**WORK TO COMPLETE**
Going through the entries below, work out how many lines have the string "farther" in them. Give the number and nothing more.
(Beginning of RECORD EXTRACTS)
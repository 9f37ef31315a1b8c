/// Line sink trait and a bounded line-vertex buffer.

use bytemuck::{Pod, Zeroable};
use glam::{Vec3, Vec4};
use crate::camera::FrustumPoints;
use crate::error::{Error, Result};
use crate::geometry::AABB;
use crate::scene::BvhNode;

/// Default vertex capacity of a `DebugLines` buffer (2048 lines)
pub const DEFAULT_LINE_VERTEX_CAPACITY: usize = 4096;

/// Anything that accepts colored line segments.
pub trait LineSink {
    /// Add one segment from `a` to `b`.
    fn add_line(&mut self, a: Vec3, b: Vec3, color: Vec4);
}

/// One endpoint of a debug line, laid out for direct vertex upload
/// (28 bytes: position xyz, color rgba).
#[repr(C)]
#[derive(Debug, Clone, Copy, PartialEq, Pod, Zeroable)]
pub struct LineVertex {
    pub position: [f32; 3],
    pub color: [f32; 4],
}

impl LineVertex {
    pub fn new(position: Vec3, color: Vec4) -> Self {
        Self { position: position.to_array(), color: color.to_array() }
    }
}

/// Fixed-capacity list of line vertices, two per segment.
///
/// The buffer never reallocates past its capacity, so it can back a GPU
/// vertex buffer of the same size.
#[derive(Debug, Clone)]
pub struct DebugLines {
    vertices: Vec<LineVertex>,
    capacity: usize,
    dropped: usize,
}

impl Default for DebugLines {
    fn default() -> Self {
        Self::with_capacity(DEFAULT_LINE_VERTEX_CAPACITY)
    }
}

impl DebugLines {
    pub fn new() -> Self {
        Self::default()
    }

    /// Buffer holding at most `capacity` vertices. An odd capacity leaves
    /// the last slot unused.
    pub fn with_capacity(capacity: usize) -> Self {
        Self {
            vertices: Vec::with_capacity(capacity),
            capacity,
            dropped: 0,
        }
    }

    /// Add a segment, or fail with `CapacityExceeded` when both endpoints
    /// do not fit.
    pub fn try_add_line(&mut self, a: Vec3, b: Vec3, color: Vec4) -> Result<()> {
        if self.vertices.len() + 2 > self.capacity {
            return Err(Error::CapacityExceeded { capacity: self.capacity });
        }
        self.vertices.push(LineVertex::new(a, color));
        self.vertices.push(LineVertex::new(b, color));
        Ok(())
    }

    pub fn vertices(&self) -> &[LineVertex] {
        &self.vertices
    }

    /// Raw vertex bytes, ready for a vertex buffer upload
    pub fn as_bytes(&self) -> &[u8] {
        bytemuck::cast_slice(&self.vertices)
    }

    pub fn vertex_count(&self) -> usize {
        self.vertices.len()
    }

    pub fn line_count(&self) -> usize {
        self.vertices.len() / 2
    }

    pub fn capacity(&self) -> usize {
        self.capacity
    }

    /// Segments rejected by `add_line` since the last `clear`
    pub fn dropped_lines(&self) -> usize {
        self.dropped
    }

    /// Forget all lines. Call once per frame.
    pub fn clear(&mut self) {
        self.vertices.clear();
        self.dropped = 0;
    }
}

impl LineSink for DebugLines {
    fn add_line(&mut self, a: Vec3, b: Vec3, color: Vec4) {
        if self.try_add_line(a, b, color).is_err() {
            // Warn once per frame, not once per line
            if self.dropped == 0 {
                crate::engine_warn!("galaxy3d::DebugLines",
                    "Line buffer full ({} vertices), dropping lines until next clear",
                    self.capacity);
            }
            self.dropped += 1;
        }
    }
}

impl LineSink for Vec<(Vec3, Vec3, Vec4)> {
    fn add_line(&mut self, a: Vec3, b: Vec3, color: Vec4) {
        self.push((a, b, color));
    }
}

/// The twelve edges of a box, as pairs of corner indices into
/// `AABB::corners()` (bit 0 = x, bit 1 = y, bit 2 = z).
pub fn aabb_edges() -> [(usize, usize); 12] {
    [
        // x-aligned
        (0, 1), (2, 3), (4, 5), (6, 7),
        // y-aligned
        (0, 2), (1, 3), (4, 6), (5, 7),
        // z-aligned
        (0, 4), (1, 5), (2, 6), (3, 7),
    ]
}

/// Emit the 12 edges of `aabb`.
pub fn add_aabb_lines(sink: &mut dyn LineSink, aabb: &AABB, color: Vec4) {
    let corners = aabb.corners();
    for (a, b) in aabb_edges() {
        sink.add_line(corners[a], corners[b], color);
    }
}

/// Emit the 12 edges of a frustum corner set.
pub fn add_frustum_lines(sink: &mut dyn LineSink, points: &FrustumPoints, color: Vec4) {
    for (a, b) in points.edges() {
        sink.add_line(a, b, color);
    }
}

/// Traversal visitor drawing the box of every visited node.
///
/// Leaves use `leaf_color`, branches `branch_color`.
///
/// ```ignore
/// let mut lines = DebugLines::new();
/// let hits = bvh.traverse_with(ROOT, &target,
///     bvh_node_visitor(&mut lines, leaf_color, branch_color));
/// ```
pub fn bvh_node_visitor<'a>(
    sink: &'a mut dyn LineSink,
    leaf_color: Vec4,
    branch_color: Vec4,
) -> impl FnMut(u32, &BvhNode) + 'a {
    move |_index, node| {
        let color = if node.is_leaf() { leaf_color } else { branch_color };
        add_aabb_lines(&mut *sink, node.aabb(), color);
    }
}

#[cfg(test)]
#[path = "debug_lines_tests.rs"]
mod tests;
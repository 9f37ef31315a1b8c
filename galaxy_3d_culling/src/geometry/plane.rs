//! Planes, spheres, and side-of-plane classification.
//!
//! A plane is the set of points `p` with `dot(normal, p) == offset`. The
//! side the normal points to is "in front"; for frustum planes that is
//! the inside of the volume.

use glam::Vec3;
use super::aabb::AABB;

/// Plane in normal/offset form
#[derive(Debug, Clone, Copy, PartialEq, Default)]
pub struct Plane {
    /// Unit normal (zero for degenerate planes)
    pub normal: Vec3,
    /// Signed distance of the plane from the origin along `normal`
    pub offset: f32,
}

impl Plane {
    /// Build a plane through `point`. The normal is normalized; a zero
    /// normal stays zero.
    pub fn from_normal_and_point(normal: Vec3, point: Vec3) -> Self {
        let normal = normal.normalize_or_zero();
        Self { normal, offset: normal.dot(point) }
    }

    /// Signed distance from `point` to the plane (positive in front)
    pub fn signed_distance(&self, point: Vec3) -> f32 {
        self.normal.dot(point) - self.offset
    }

    /// Same surface, opposite facing
    pub fn flipped(&self) -> Self {
        Self { normal: -self.normal, offset: -self.offset }
    }
}

#[derive(Debug, Clone, Copy, PartialEq, Default)]
pub struct Sphere {
    pub center: Vec3,
    pub radius: f32,
}

impl Sphere {
    pub fn new(center: Vec3, radius: f32) -> Self {
        Self { center, radius }
    }
}

/// Result of classifying a volume against a plane
#[derive(Debug, Clone, Copy, PartialEq, Eq, Hash)]
pub enum PlaneSide {
    /// Entirely on the side the normal points to
    Front,
    /// Entirely on the opposite side
    Behind,
    /// Crosses or touches the plane
    Straddling,
}

impl PlaneSide {
    /// Integer form: `1` front, `-1` behind, `0` straddling
    pub fn as_i32(self) -> i32 {
        match self {
            PlaneSide::Front => 1,
            PlaneSide::Behind => -1,
            PlaneSide::Straddling => 0,
        }
    }
}

/// Plane of the triangle `a, b, c`.
///
/// Normal is `normalize(cross(b - a, c - b))`, so winding decides facing.
/// Collinear points give a zero normal and a zero offset.
pub fn calculate_plane(a: Vec3, b: Vec3, c: Vec3) -> Plane {
    let normal = (b - a).cross(c - b).normalize_or_zero();
    Plane { normal, offset: normal.dot(a) }
}

/// Classify a sphere against a plane.
///
/// Front if the center is farther than `radius` in front of the plane,
/// Behind if farther than `radius` behind it, Straddling otherwise.
pub fn classify_sphere_to_plane(sphere: &Sphere, plane: &Plane) -> PlaneSide {
    let distance = plane.signed_distance(sphere.center);
    if distance > sphere.radius {
        PlaneSide::Front
    } else if distance < -sphere.radius {
        PlaneSide::Behind
    } else {
        PlaneSide::Straddling
    }
}

/// Classify an AABB against a plane with the projected radius test.
///
/// The box's reach along the normal is `dot(abs(normal), extents)`; the box
/// is then classified as a sphere of that radius at its center. Exact for
/// axis-aligned boxes.
pub fn classify_aabb_to_plane(aabb: &AABB, plane: &Plane) -> PlaneSide {
    let radius = plane.normal.abs().dot(aabb.extents);
    classify_sphere_to_plane(&Sphere::new(aabb.center, radius), plane)
}

#[cfg(test)]
#[path = "plane_tests.rs"]
mod tests;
(End of RECORD EXTRACTS)
**OUTPUT FOR THIS EXERCISE**
2